The United Steelworkers of America yesterday approved a new contract with bankrupt LTV Steel that will restore retirees' full pension benefits under a plan that combines a large subsidy from the government's Pension Benefit Guaranty Corp. and a much smaller contribution of company funds.

By a 57 percent to 43 percent tally, the union agreed to accept a freeze in wages and benefits, a reduction in the work force through attrition and a new pension plan for active workers.

In exchange, members voted to restore $400 a month in supplemental benefits promised to 8,000 workers who retired early.
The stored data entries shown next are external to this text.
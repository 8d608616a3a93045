use std::path::PathBuf;
use std::str::FromStr;

use serde::{Deserialize, Serialize};

use crate::domain::models::LoggingConfig;

/// Resolved logging configuration
#[derive(Debug, Clone, Serialize, Deserialize)]
pub struct LogConfig {
    /// Log level (trace, debug, info, warn, error)
    pub level: String,

    /// Output format (json, pretty)
    pub format: LogFormat,

    /// Directory for log files (if None, console only)
    pub log_dir: Option<PathBuf>,

    /// Enable console logging on stderr
    pub enable_console: bool,

    /// Log rotation policy
    pub rotation: RotationPolicy,
}

#[derive(Debug, Clone, Copy, Serialize, Deserialize, PartialEq, Eq, Default)]
#[serde(rename_all = "lowercase")]
pub enum LogFormat {
    Json,
    #[default]
    Pretty,
}

impl FromStr for LogFormat {
    type Err = String;

    fn from_str(s: &str) -> Result<Self, Self::Err> {
        match s.to_lowercase().as_str() {
            "json" => Ok(Self::Json),
            "pretty" => Ok(Self::Pretty),
            other => Err(format!("invalid log format: {other}")),
        }
    }
}

#[derive(Debug, Clone, Copy, Serialize, Deserialize, PartialEq, Eq, Default)]
#[serde(rename_all = "lowercase")]
pub enum RotationPolicy {
    #[default]
    Daily,
    Hourly,
    Never,
}

impl FromStr for RotationPolicy {
    type Err = String;

    fn from_str(s: &str) -> Result<Self, Self::Err> {
        match s.to_lowercase().as_str() {
            "daily" => Ok(Self::Daily),
            "hourly" => Ok(Self::Hourly),
            "never" => Ok(Self::Never),
            other => Err(format!("invalid rotation policy: {other}")),
        }
    }
}

impl Default for LogConfig {
    fn default() -> Self {
        Self::from(&LoggingConfig::default())
    }
}

/// Unknown format or rotation strings fall back to defaults; the config
/// loader rejects them before this point.
impl From<&LoggingConfig> for LogConfig {
    fn from(config: &LoggingConfig) -> Self {
        Self {
            level: config.level.clone(),
            format: config.format.parse().unwrap_or_default(),
            log_dir: config.log_dir.clone(),
            enable_console: config.enable_console,
            rotation: config.rotation.parse().unwrap_or_default(),
        }
    }
}
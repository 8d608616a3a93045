//! Configuration management infrastructure
//!
//! Hierarchical configuration using figment:
//! - YAML file loading with local overrides
//! - Environment variable overrides
//! - Validation and resolution of referenced prompt files

pub mod loader;

pub use loader::{ConfigError, ConfigLoader};
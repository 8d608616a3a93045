use regex::Regex;

/// Static check for a function definition before anything is executed.
#[derive(Debug, Clone)]
pub struct EntryPointLocator {
    name: String,
    pattern: Regex,
}

impl EntryPointLocator {
    pub fn new(name: &str) -> Result<Self, regex::Error> {
        let pattern = Regex::new(&format!(r"(?m)^[ \t]*(?:async[ \t]+)?def[ \t]+{}[ \t]*\(", regex::escape(name)))?;
        Ok(Self {
            name: name.to_string(),
            pattern,
        })
    }

    pub fn name(&self) -> &str {
        &self.name
    }

    /// True when `code` contains a `def <name>(` line.
    pub fn is_defined(&self, code: &str) -> bool {
        self.pattern.is_match(code)
    }
}
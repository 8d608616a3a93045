//! Seer - dreamer/coder refinement over grid puzzles
//!
//! Seer solves grid-transformation tasks by alternating two model roles: a
//! "dreamer" that reasons about the examples and a "coder" that turns the
//! reasoning into a Python `transform` function. Every candidate is run in a
//! sandbox against the training pairs, and the results feed the next
//! refinement step until a candidate solves the task or the iteration budget
//! runs out.
//!
//! # Architecture
//!
//! - **Domain Layer** (`domain`): grids, tasks, trials, steps, errors and port traits
//! - **Service Layer** (`services`): prompt building, response parsing, generation steps,
//!   trial evaluation and the refinement cycle
//! - **Application Layer** (`application`): per-task runner and the concurrent scheduler
//! - **Infrastructure Layer** (`infrastructure`): configuration, logging, rate limiting,
//!   retry and task loading
//! - **Adapters** (`adapters`): Anthropic client, Python sandbox, filesystem recorder
//! - **CLI Layer** (`cli`): command-line interface

pub mod adapters;
pub mod application;
pub mod cli;
pub mod domain;
pub mod infrastructure;
pub mod services;

pub use application::{Scheduler, TaskRunner};
pub use domain::models::{Config, Grid, Task, TaskOutcome, TaskResult};
//! Seer CLI entry point.

use anyhow::Context;
use clap::Parser;

use seer::cli::{Cli, Commands};
use seer::infrastructure::config::ConfigLoader;
use seer::infrastructure::logging::{LogConfig, LoggerImpl};

#[tokio::main]
async fn main() {
    let cli = Cli::parse();

    let config = match ConfigLoader::load(cli.config.as_deref()) {
        Ok(config) => config,
        Err(err) => seer::cli::handle_error(err, cli.json),
    };

    let _logger = match LoggerImpl::init(&LogConfig::from(&config.logging))
        .context("Failed to initialize logging")
    {
        Ok(logger) => logger,
        Err(err) => seer::cli::handle_error(err, cli.json),
    };

    let result = match cli.command {
        Commands::Run(args) => seer::cli::commands::run::execute(args, config, cli.json).await,
        Commands::Config(args) => seer::cli::commands::config::execute(&args, &config, cli.json),
        Commands::Tasks(args) => seer::cli::commands::tasks::execute(&args, cli.json),
    };

    if let Err(err) = result {
        seer::cli::handle_error(err, cli.json);
    }
}
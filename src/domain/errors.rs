//! Error taxonomy for the refinement control loop.
//!
//! Errors below the step level (parse failures, sandbox timeouts, runtime
//! errors in generated code) are folded into trial data and never appear
//! here as propagated values. The enums in this module are the ones that
//! cross a component boundary.

use std::fmt;
use std::time::Duration;

use serde::{Deserialize, Serialize};
use thiserror::Error;

/// A metered budget dimension guarded by its own token bucket.
#[derive(Debug, Clone, Copy, PartialEq, Eq, Hash, Serialize, Deserialize)]
#[serde(rename_all = "snake_case")]
pub enum Dimension {
    /// One unit per model call.
    Requests,
    /// Estimated prompt tokens per model call.
    Tokens,
}

impl fmt::Display for Dimension {
    fn fmt(&self, f: &mut fmt::Formatter<'_>) -> fmt::Result {
        match self {
            Self::Requests => write!(f, "requests"),
            Self::Tokens => write!(f, "tokens"),
        }
    }
}

/// Admission was not granted before the acquire timeout elapsed.
#[derive(Debug, Clone, Error, PartialEq)]
#[error("rate limit exhausted: {requested} {dimension} not available within {waited:?}")]
pub struct RateLimitExhausted {
    /// Dimension whose bucket denied the request.
    pub dimension: Dimension,
    /// Amount that was requested from that bucket.
    pub requested: u64,
    /// How long the caller waited before giving up.
    pub waited: Duration,
}

/// Errors raised by a model client for a single call.
#[derive(Debug, Error)]
pub enum LlmError {
    /// Network failure, connect error or client-side timeout
    #[error("transport error: {0}")]
    Transport(String),

    /// Non-success HTTP status from the model API
    #[error("API error ({status}): {body}")]
    Api { status: u16, body: String },

    /// Response arrived but its text is not accessible (safety block, refusal, empty)
    #[error("response blocked: {reason}")]
    Blocked { reason: String },

    /// Response body could not be decoded
    #[error("malformed response: {0}")]
    MalformedResponse(String),

    /// No API key was configured or found in the environment
    #[error("API key not configured (set llm.api_key or ANTHROPIC_API_KEY)")]
    MissingApiKey,
}

impl LlmError {
    /// Returns true if another attempt may succeed.
    pub const fn is_transient(&self) -> bool {
        match self {
            Self::Transport(_) | Self::Blocked { .. } | Self::MalformedResponse(_) => true,
            Self::Api { status, .. } => *status == 408 || *status == 429 || *status >= 500,
            Self::MissingApiKey => false,
        }
    }
}

/// Fatal outcomes of a single generation step.
#[derive(Debug, Error)]
pub enum GenerationError {
    /// Admission control denied the call. Not retried.
    #[error(transparent)]
    RateLimitExhausted(#[from] RateLimitExhausted),

    /// The model never produced a usable response.
    #[error("no usable response after {attempts} attempt(s): {last_error}")]
    RetriesExhausted {
        attempts: u32,
        #[source]
        last_error: LlmError,
    },

    /// The step asked for a role that is not configured.
    #[error("unknown role: {0}")]
    UnknownRole(String),
}

/// Sandbox outcomes that prevent per-example results from being produced.
#[derive(Debug, Clone, Error, PartialEq, Eq)]
pub enum SandboxError {
    /// The source does not parse or has no entry point.
    #[error("parse error: {0}")]
    Parse(String),

    /// The isolated process exceeded its wall-clock budget and was killed.
    #[error("execution exceeded {secs}s timeout")]
    Timeout { secs: u64 },

    /// The interpreter could not be started.
    #[error("failed to start sandbox: {0}")]
    Spawn(String),

    /// The harness exited without a readable result.
    #[error("sandbox harness failure: {0}")]
    Harness(String),
}

/// Fatal conditions that abort a refinement cycle.
#[derive(Debug, Error)]
pub enum CycleError {
    #[error("step {step} failed: {source}")]
    Generation {
        step: usize,
        #[source]
        source: GenerationError,
    },

    #[error("refine iteration {iteration} has no code candidate to refine")]
    NoCandidate { iteration: u32 },
}

impl CycleError {
    /// Classification stored in the task record.
    pub const fn kind(&self) -> FailureKind {
        match self {
            Self::Generation { source, .. } => match source {
                GenerationError::RateLimitExhausted(_) => FailureKind::RateLimitExhausted,
                GenerationError::RetriesExhausted { .. } => FailureKind::RetriesExhausted,
                GenerationError::UnknownRole(_) => FailureKind::UnknownRole,
            },
            Self::NoCandidate { .. } => FailureKind::NoCandidate,
        }
    }
}

/// Serialisable failure classification for task records and summaries.
#[derive(Debug, Clone, Copy, PartialEq, Eq, Hash, Serialize, Deserialize)]
#[serde(rename_all = "snake_case")]
pub enum FailureKind {
    RateLimitExhausted,
    RetriesExhausted,
    NoCandidate,
    UnknownRole,
    Panicked,
    WorkerLost,
}

impl fmt::Display for FailureKind {
    fn fmt(&self, f: &mut fmt::Formatter<'_>) -> fmt::Result {
        let s = match self {
            Self::RateLimitExhausted => "rate_limit_exhausted",
            Self::RetriesExhausted => "retries_exhausted",
            Self::NoCandidate => "no_candidate",
            Self::UnknownRole => "unknown_role",
            Self::Panicked => "panicked",
            Self::WorkerLost => "worker_lost",
        };
        write!(f, "{s}")
    }
}
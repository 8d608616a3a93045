//! Domain models

pub mod config;
pub mod grid;
pub mod session;
pub mod step;
pub mod task;
pub mod trial;

pub use config::{
    Config, InstructionsConfig, LlmConfig, LoggingConfig, RateLimitConfig, RetryConfig,
    RoleConfig, SandboxConfig, WorkflowKind, CODER, DREAMER,
};
pub use grid::{Grid, GridComparison};
pub use session::{
    CycleState, SessionSummary, Submission, SubmissionEntry, TaskFailure, TaskOutcome, TaskResult,
};
pub use step::{
    AttemptRecord, CodeCandidate, CodeLanguage, GenerationStep, StepPhase, TokenUsage,
};
pub use task::{ExamplePair, Task};
pub use trial::{best_trial, ExampleResult, RunFailureKind, SetOutcome, TestGating, Trial};
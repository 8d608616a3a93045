//! `seer config`: inspect the effective configuration.

use anyhow::{Context, Result};
use clap::{Args, Subcommand};
use serde::Serialize;

use crate::cli::output::{output, CommandOutput};
use crate::domain::models::Config;
use crate::infrastructure::config::ConfigLoader;

#[derive(Args, Debug)]
pub struct ConfigArgs {
    #[command(subcommand)]
    pub command: ConfigCommand,
}

#[derive(Subcommand, Debug)]
pub enum ConfigCommand {
    /// Print the merged configuration
    Show,
    /// Validate the configuration and referenced files
    Validate,
}

#[derive(Debug, Serialize)]
struct ShowOutput<'a> {
    #[serde(flatten)]
    config: &'a Config,
}

impl CommandOutput for ShowOutput<'_> {
    fn to_human(&self) -> String {
        serde_yaml::to_string(self.config).unwrap_or_else(|e| format!("<unprintable: {e}>"))
    }
}

#[derive(Debug, Serialize)]
struct ValidateOutput {
    valid: bool,
    workflow: String,
    roles: Vec<String>,
    worker_count: usize,
    max_iterations: u32,
}

impl CommandOutput for ValidateOutput {
    fn to_human(&self) -> String {
        format!(
            "Configuration is valid\n  workflow: {}\n  roles: {}\n  workers: {}\n  max iterations: {}",
            self.workflow,
            self.roles.join(", "),
            self.worker_count,
            self.max_iterations
        )
    }
}

pub fn execute(args: &ConfigArgs, config: &Config, json_mode: bool) -> Result<()> {
    match args.command {
        ConfigCommand::Show => output(&ShowOutput { config }, json_mode),
        ConfigCommand::Validate => {
            ConfigLoader::validate(config).context("Configuration is invalid")?;
            output(
                &ValidateOutput {
                    valid: true,
                    workflow: format!("{:?}", config.workflow).to_lowercase(),
                    roles: config.roles.keys().cloned().collect(),
                    worker_count: config.worker_count,
                    max_iterations: config.max_iterations,
                },
                json_mode,
            );
        }
    }
    Ok(())
}
//! Admission control for the model API
//!
//! Token buckets with lazy refill, composed into one limiter shared by all
//! workers of a session.

pub mod limiter;
pub mod token_bucket;

pub use limiter::RateLimiter;
pub use token_bucket::TokenBucket;
//! Fixed-delay retry layer for model calls.

use std::fmt::Display;
use std::future::Future;
use std::time::Duration;

use tokio::time::{sleep, Instant};
use tracing::{debug, warn};

use crate::domain::models::{AttemptRecord, RetryConfig};

/// Errors that know whether another attempt is worthwhile.
pub trait Retryable {
    fn is_retryable(&self) -> bool;
}

/// Final outcome of a retried operation plus one record per attempt.
#[derive(Debug)]
pub struct RetryReport<T, E> {
    pub outcome: Result<T, E>,
    pub attempts: Vec<AttemptRecord>,
}

impl<T, E> RetryReport<T, E> {
    /// Number of attempts made.
    pub fn attempt_count(&self) -> u32 {
        self.attempts.last().map_or(0, |a| a.attempt)
    }
}

/// Retry policy with a fixed delay between attempts
///
/// # Retry Decision
/// - Retry while the error reports `is_retryable()` and attempts remain
/// - No delay after the last attempt
#[derive(Debug, Clone, PartialEq, Eq)]
pub struct RetryPolicy {
    /// Total attempts, including the first
    max_attempts: u32,
    delay: Duration,
}

impl Default for RetryPolicy {
    fn default() -> Self {
        Self::from_config(&RetryConfig::default())
    }
}

impl RetryPolicy {
    /// Create a new retry policy; `max_attempts` is raised to at least 1.
    pub fn new(max_attempts: u32, delay: Duration) -> Self {
        Self {
            max_attempts: max_attempts.max(1),
            delay,
        }
    }

    pub fn from_config(config: &RetryConfig) -> Self {
        Self::new(config.max_attempts, Duration::from_millis(config.delay_ms))
    }

    pub const fn max_attempts(&self) -> u32 {
        self.max_attempts
    }

    /// Execute `operation`, passing it the one-based attempt number.
    ///
    /// Every attempt is logged and recorded in the report whether it
    /// succeeded or not.
    pub async fn execute<F, Fut, T, E>(&self, mut operation: F) -> RetryReport<T, E>
    where
        F: FnMut(u32) -> Fut,
        Fut: Future<Output = Result<T, E>>,
        E: Retryable + Display,
    {
        let mut attempts = Vec::new();
        let mut attempt = 0;

        loop {
            attempt += 1;
            let start = Instant::now();
            let result = operation(attempt).await;
            let elapsed_ms = u64::try_from(start.elapsed().as_millis()).unwrap_or(u64::MAX);

            match result {
                Ok(value) => {
                    debug!(attempt, elapsed_ms, "attempt succeeded");
                    attempts.push(AttemptRecord {
                        attempt,
                        succeeded: true,
                        error: None,
                        elapsed_ms,
                    });
                    return RetryReport {
                        outcome: Ok(value),
                        attempts,
                    };
                }
                Err(err) => {
                    attempts.push(AttemptRecord {
                        attempt,
                        succeeded: false,
                        error: Some(err.to_string()),
                        elapsed_ms,
                    });

                    if !err.is_retryable() || attempt >= self.max_attempts {
                        warn!(
                            attempt,
                            max_attempts = self.max_attempts,
                            retryable = err.is_retryable(),
                            error = %err,
                            "giving up"
                        );
                        return RetryReport {
                            outcome: Err(err),
                            attempts,
                        };
                    }

                    warn!(
                        attempt,
                        max_attempts = self.max_attempts,
                        delay_ms = u64::try_from(self.delay.as_millis()).unwrap_or(u64::MAX),
                        error = %err,
                        "attempt failed, retrying"
                    );
                    sleep(self.delay).await;
                }
            }
        }
    }
}
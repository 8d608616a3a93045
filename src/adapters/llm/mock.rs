//! Scripted model client for tests and dry runs.

use std::collections::VecDeque;
use std::sync::Arc;

use async_trait::async_trait;
use tokio::sync::Mutex;

use crate::domain::errors::LlmError;
use crate::domain::models::{RoleConfig, TokenUsage};
use crate::domain::ports::{LlmClient, LlmResponse};

/// Computes a reply from the request when the script is empty.
pub type Responder = dyn Fn(&RoleConfig, &[String]) -> Result<LlmResponse, LlmError> + Send + Sync;

/// One observed call.
#[derive(Debug, Clone, PartialEq)]
pub struct MockCall {
    pub model: String,
    pub system_prompt: Option<String>,
    pub payload: Vec<String>,
}

/// Mock client: pops scripted replies in order, then falls back to a
/// responder if one is set.
pub struct MockLlmClient {
    script: Mutex<VecDeque<Result<LlmResponse, LlmError>>>,
    responder: Option<Arc<Responder>>,
    calls: Mutex<Vec<MockCall>>,
}

impl MockLlmClient {
    pub fn new() -> Self {
        Self {
            script: Mutex::new(VecDeque::new()),
            responder: None,
            calls: Mutex::new(Vec::new()),
        }
    }

    /// Replies served in call order.
    pub fn scripted(replies: impl IntoIterator<Item = Result<LlmResponse, LlmError>>) -> Self {
        Self {
            script: Mutex::new(replies.into_iter().collect()),
            ..Self::new()
        }
    }

    pub fn with_responder<F>(responder: F) -> Self
    where
        F: Fn(&RoleConfig, &[String]) -> Result<LlmResponse, LlmError> + Send + Sync + 'static,
    {
        Self {
            responder: Some(Arc::new(responder)),
            ..Self::new()
        }
    }

    /// Responder used by `run --dry-run`: every reply proposes the identity
    /// transform so the whole pipeline runs without network access.
    pub fn dry_run(entry_point: &str) -> Self {
        let reply = format!(
            "Dry run: assume the output equals the input.\n\n```python\ndef {entry_point}(grid):\n    return grid\n```\n"
        );
        Self::with_responder(move |_role, payload| {
            let chars: usize = payload.iter().map(String::len).sum();
            Ok(LlmResponse::text(
                reply.clone(),
                TokenUsage {
                    input_tokens: (chars / 4) as u64,
                    output_tokens: (reply.len() / 4) as u64,
                },
            ))
        })
    }

    pub async fn push(&self, reply: Result<LlmResponse, LlmError>) {
        self.script.lock().await.push_back(reply);
    }

    pub async fn calls(&self) -> Vec<MockCall> {
        self.calls.lock().await.clone()
    }

    pub async fn call_count(&self) -> usize {
        self.calls.lock().await.len()
    }
}

impl Default for MockLlmClient {
    fn default() -> Self {
        Self::new()
    }
}

#[async_trait]
impl LlmClient for MockLlmClient {
    fn name(&self) -> &'static str {
        "mock"
    }

    async fn generate(&self, role: &RoleConfig, payload: &[String]) -> Result<LlmResponse, LlmError> {
        self.calls.lock().await.push(MockCall {
            model: role.model.clone(),
            system_prompt: role.system_prompt.clone(),
            payload: payload.to_vec(),
        });

        if let Some(reply) = self.script.lock().await.pop_front() {
            return reply;
        }
        match &self.responder {
            Some(responder) => responder(role, payload),
            None => Err(LlmError::Transport("mock script exhausted".to_string())),
        }
    }
}

#[cfg(test)]
mod tests {
    use super::*;

    #[tokio::test]
    async fn test_script_then_exhausted() {
        let client = MockLlmClient::scripted(vec![Ok(LlmResponse::text("one", TokenUsage::default()))]);
        let role = RoleConfig::default();

        let first = client.generate(&role, &["a".to_string()]).await.unwrap();
        assert_eq!(first.text.as_deref(), Some("one"));
        assert!(matches!(
            client.generate(&role, &[]).await,
            Err(LlmError::Transport(_))
        ));
        assert_eq!(client.call_count().await, 2);
        assert_eq!(client.calls().await[0].payload, vec!["a".to_string()]);
    }

    #[tokio::test]
    async fn test_dry_run_proposes_identity() {
        let client = MockLlmClient::dry_run("transform");
        let reply = client.generate(&RoleConfig::default(), &["x".repeat(40)]).await.unwrap();
        let text = reply.accessible_text().unwrap();
        assert!(text.contains("def transform(grid):"));
        assert_eq!(reply.usage.input_tokens, 10);
    }
}
impl ConfigLoader {
    /// Load configuration with hierarchical merging
    ///
    /// Precedence (lowest to highest):
    /// 1. Programmatic defaults (Serialized)
    /// 2. `seer.yaml` in the working directory, or `explicit` when given
    /// 3. `seer.local.yaml` next to that file (optional)
    /// 4. Environment variables (`SEER_*` prefix, `__` separates levels)
    ///
    /// File references in the result are resolved relative to the config
    /// file's directory.
    pub fn load(explicit: Option<&Path>) -> Result<Config> {
        let path = match explicit {
            Some(path) if !path.exists() => {
                return Err(ConfigError::MissingFile(path.to_path_buf()).into());
            }
            Some(path) => path.to_path_buf(),
            None => PathBuf::from(DEFAULT_CONFIG_FILE),
        };

        let config: Config = Self::figment(&path)
            .extract()
            .context("Failed to extract configuration from figment")?;

        Self::validate(&config)?;

        let base_dir = config_dir(&path);
        let config = Self::resolve_references(config, &base_dir)
            .with_context(|| format!("Failed to resolve files referenced by {}", path.display()))?;
        Ok(config)
    }

    /// The merged provider chain for a config file path.
    pub fn figment(path: &Path) -> Figment {
        let local = config_dir(path).join(LOCAL_CONFIG_FILE);
        Figment::new()
            .merge(Serialized::defaults(Config::default()))
            .merge(Yaml::file(path))
            .merge(Yaml::file(local))
            .merge(Env::prefixed(ENV_PREFIX).split("__"))
    }

    /// Validate configuration after loading
    pub fn validate(config: &Config) -> Result<(), ConfigError> {
        if config.worker_count == 0 || config.worker_count > 64 {
            return Err(ConfigError::InvalidWorkerCount(config.worker_count));
        }

        for required in [DREAMER, CODER] {
            if !config.roles.contains_key(required) {
                return Err(ConfigError::MissingRole(required.to_string()));
            }
        }
        for (name, role) in &config.roles {
            if role.model.trim().is_empty() {
                return Err(ConfigError::InvalidRole {
                    role: name.clone(),
                    reason: "model cannot be empty".to_string(),
                });
            }
            if role.max_output_tokens == 0 {
                return Err(ConfigError::InvalidRole {
                    role: name.clone(),
                    reason: "max_output_tokens must be positive".to_string(),
                });
            }
            if let Some(t) = role.temperature {
                if !(0.0..=2.0).contains(&t) {
                    return Err(ConfigError::InvalidRole {
                        role: name.clone(),
                        reason: format!("temperature {t} is outside 0.0..=2.0"),
                    });
                }
            }
        }

        let rate = &config.rate_limit;
        if rate.requests_per_minute == 0 {
            return Err(ConfigError::InvalidRateLimit(
                "requests_per_minute must be positive".to_string(),
            ));
        }
        if rate.acquire_timeout_secs == 0 {
            return Err(ConfigError::InvalidRateLimit(
                "acquire_timeout_secs must be positive".to_string(),
            ));
        }
        if !(rate.chars_per_token.is_finite() && rate.chars_per_token > 0.0) {
            return Err(ConfigError::InvalidRateLimit(format!(
                "chars_per_token must be positive, got {}",
                rate.chars_per_token
            )));
        }

        if config.retry.max_attempts == 0 {
            return Err(ConfigError::InvalidMaxAttempts(config.retry.max_attempts));
        }

        let sandbox = &config.sandbox;
        if sandbox.python.trim().is_empty() {
            return Err(ConfigError::InvalidSandbox("python cannot be empty".to_string()));
        }
        if sandbox.timeout_secs == 0 {
            return Err(ConfigError::InvalidSandbox("timeout_secs must be positive".to_string()));
        }
        if !is_identifier(&sandbox.entry_point) {
            return Err(ConfigError::InvalidSandbox(format!(
                "entry_point '{}' is not a valid identifier",
                sandbox.entry_point
            )));
        }

        let valid_log_levels = ["trace", "debug", "info", "warn", "error"];
        if !valid_log_levels.contains(&config.logging.level.as_str()) {
            return Err(ConfigError::InvalidLogLevel(config.logging.level.clone()));
        }

        let valid_log_formats = ["json", "pretty"];
        if !valid_log_formats.contains(&config.logging.format.as_str()) {
            return Err(ConfigError::InvalidLogFormat(config.logging.format.clone()));
        }

        let valid_rotations = ["daily", "hourly", "never"];
        if !valid_rotations.contains(&config.logging.rotation.as_str()) {
            return Err(ConfigError::InvalidRotation(config.logging.rotation.clone()));
        }

        Ok(())
    }

    /// Read every `*_file` reference into its inline field and append the
    /// task context to each role's system prompt.
    ///
    /// Consumed references are cleared so resolution is idempotent.
    pub fn resolve_references(mut config: Config, base_dir: &Path) -> Result<Config, ConfigError> {
        let base = base_dir
            .canonicalize()
            .map_err(|source| ConfigError::ReadFile {
                path: base_dir.to_path_buf(),
                source,
            })?;

        for role in config.roles.values_mut() {
            if let Some(file) = role.system_prompt_file.take() {
                role.system_prompt = Some(read_within(&base, &file)?);
            }
        }

        let instructions = &mut config.instructions;
        for (text, file) in [
            (&mut instructions.investigate_dreamer, &mut instructions.investigate_dreamer_file),
            (&mut instructions.investigate_coder, &mut instructions.investigate_coder_file),
            (&mut instructions.refine_dreamer, &mut instructions.refine_dreamer_file),
            (&mut instructions.refine_coder, &mut instructions.refine_coder_file),
        ] {
            if let Some(path) = file.take() {
                *text = read_within(&base, &path)?;
            }
        }

        let context = match config.task_context_file.take() {
            Some(file) => Some(read_within(&base, &file)?),
            None => config.task_context.take(),
        };
        if let Some(context) = context.filter(|c| !c.trim().is_empty()) {
            for role in config.roles.values_mut() {
                role.system_prompt = Some(match role.system_prompt.take() {
                    Some(prompt) => format!("{prompt}\n\n{context}"),
                    None => context.clone(),
                });
            }
        }
        config.task_context = None;

        Ok(config)
    }
}

fn config_dir(path: &Path) -> PathBuf {
    match path.parent() {
        Some(parent) if !parent.as_os_str().is_empty() => parent.to_path_buf(),
        _ => PathBuf::from("."),
    }
}

fn read_within(base: &Path, file: &Path) -> Result<String, ConfigError> {
    let joined = base.join(file);
    let resolved = joined.canonicalize().map_err(|source| ConfigError::ReadFile {
        path: joined.clone(),
        source,
    })?;
    if !resolved.starts_with(base) {
        return Err(ConfigError::FileOutsideConfigDir(file.to_path_buf()));
    }
    std::fs::read_to_string(&resolved).map_err(|source| ConfigError::ReadFile {
        path: resolved,
        source,
    })
}

fn is_identifier(name: &str) -> bool {
    let mut chars = name.chars();
    chars
        .next()
        .is_some_and(|c| c.is_ascii_alphabetic() || c == '_')
        && chars.all(|c| c.is_ascii_alphanumeric() || c == '_')
}
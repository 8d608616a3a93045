//! Session recorder adapters

pub mod fs;

pub use fs::FsRecorder;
"We are pleased that we can now relieve our retirees of the financial hardships they have suffered since the Pension Benefit Guaranty Corp. moved to terminate our pension plans earlier this year," said David H. Hoag, LTV Steel president and chief executive officer. Many LTV retirees are entitled to more than $2,200 a month, but the maximum monthly amount PBGC can pay is $1,858.

PBGC'S Executive Director Kathleen P. Utgoff last week accused LTV of using the government insurance agency as a "corporate filling station. LTV wants to tank up at the PBGC and use premium payers' money {insurance premiums paid by other corporations} to compete in the steel industry." She expressed the fear that other financially troubled companies would unload their pension obligations on the insurance system, causing it to collapse. The agency has a deficit of $4 billion, much of which is due to the LTV liabilities it assumed.

A bankruptcy court in New York last month approved the labor pact with the steelworkers union. PBGC has filed an appeal in federal court to stay the bankruptcy court order, claiming it is illegal for the agency to subsidize an ongoing pension plan. A PBGC spokeswoman said yesterday the agency would press its appeal.

LTV Corp., LTV Steel's parent company, filed for reorganization in bankruptcy in July 1986. Thanks to relief from creditors accorded by the courts, cost cutting at LTV Steel and the passing of its pension debts to PBGC, LTV has had three successive quarters of operating profits. It expects to emerge from bankruptcy by the end of 1988. The $400 a month supplemental pensions for its retired workers will cost LTV about $73 million. By contrast, PBGC's claims against LTV for its dumped pension obligations amount to $2.3 billion.